Kinematic data were collected from a 10-camera 100Hz Vicon motion analysis system (Vicon MX, Los Angeles, California, USA). A modified Oxford multi-segmental foot model was used to measure midfoot and ankle motion that showed good accuracy of between-trial variability [18]. Experienced examiners (HJJ, MKH, KLB) mounted twenty four reflective markers on the skin or thermoplastic plates for forefoot, hindfoot, and shank segments according to previously reported methods [2, 18]. Kinetic data were obtained using a Bertec force plate at a sampling rate at 1000 Hz (FP4060-10 model, Bertec Corporation, Columbus, OH, USA) [19]. Kinematic and kinetic data were analyzed from Visual3D software (C-Motion Inc.
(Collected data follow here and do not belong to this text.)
//! Error types for bundling runs and compute substrates

use thiserror::Error;

/// Errors surfaced by a bundling run.
///
/// A run that returns an error produces no output; there is no partial
/// bundling result.
#[derive(Error, Debug)]
pub enum BundleError {
    /// A configuration value is out of range
    #[error("invalid configuration: {field} {reason}")]
    InvalidConfig { field: &'static str, reason: String },

    /// An edge references a node id that is not in the node list
    #[error("edge references unknown node: {id}")]
    UnknownNode { id: String },

    /// The buffer layout does not fit the substrate even after tiling
    #[error("problem too large: needs a buffer extent of {required}, substrate allows {max_extent}")]
    ProblemTooLarge { required: u64, max_extent: u32 },

    /// An edge has more compatible edges than the per-edge capacity allows
    #[error("edge {edge} has {count} compatible edges, capacity is {capacity}")]
    CompatibilityOverflow {
        edge: usize,
        count: usize,
        capacity: u32,
    },

    /// The execution substrate failed
    #[error("substrate error: {0}")]
    Substrate(#[from] SubstrateError),
}

/// Errors raised by a compute substrate.
#[derive(Error, Debug, Clone, PartialEq)]
pub enum SubstrateError {
    #[error("unknown buffer {0}")]
    UnknownBuffer(usize),

    #[error("no target buffer bound")]
    TargetNotBound,

    /// The bound target cannot be written (wrong shape or already released)
    #[error("target buffer {buffer} is not ready for writes: {reason}")]
    TargetNotReady { buffer: usize, reason: String },

    #[error("kernel `{0}` is not compiled")]
    KernelNotCompiled(&'static str),

    /// A dispatch would read the buffer it is writing
    #[error("buffer {0} is both an input and the bound target")]
    Aliasing(usize),

    #[error("kernel `{kernel}` expects {expected} input buffers, got {actual}")]
    InputCount {
        kernel: &'static str,
        expected: usize,
        actual: usize,
    },

    #[error("shape mismatch: expected {expected} values, got {actual}")]
    ShapeMismatch { expected: usize, actual: usize },

    #[error("region {x},{y} {width}x{height} is outside a {buffer_width}x{buffer_height} buffer")]
    RegionOutOfBounds {
        x: u32,
        y: u32,
        width: u32,
        height: u32,
        buffer_width: u32,
        buffer_height: u32,
    },

    #[error("allocation of {width}x{height} exceeds substrate limits")]
    AllocationTooLarge { width: u32, height: u32 },

    #[error("no suitable compute adapter found")]
    NoAdapter,

    #[error("device error: {0}")]
    Device(String),

    #[error("readback failed: {0}")]
    Readback(String),
}

/// Result type for bundling runs
pub type BundleResult<T> = Result<T, BundleError>;

/// Result type for substrate operations
pub type SubstrateResult<T> = Result<T, SubstrateError>;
Germantown, MD, USA). Kinematic data was smoothed using a Butterworth filter with a cut-off frequency of 6 Hz. Kinetic data was filtered at a cut-off frequency of 25 Hz [20]. The kinetic data were used to select the trials analyzed for the heel rise and to set the event marker for extraction of gait variables. The neutral (0) position of the forefoot and hindfoot segments (midfoot) was set during the calibration trial in a relaxed standing position. The ankle position reflected the position of the shank segment relative to the neutral position of the hindfoot in relaxed standing. The kinematic variables of interest were: sagittal plane midfoot angle, defined as forefoot relative to hindfoot, and sagittal plane ankle angle, defined as hindfoot relative to shank, at peak heel rise and peak ankle power during gait.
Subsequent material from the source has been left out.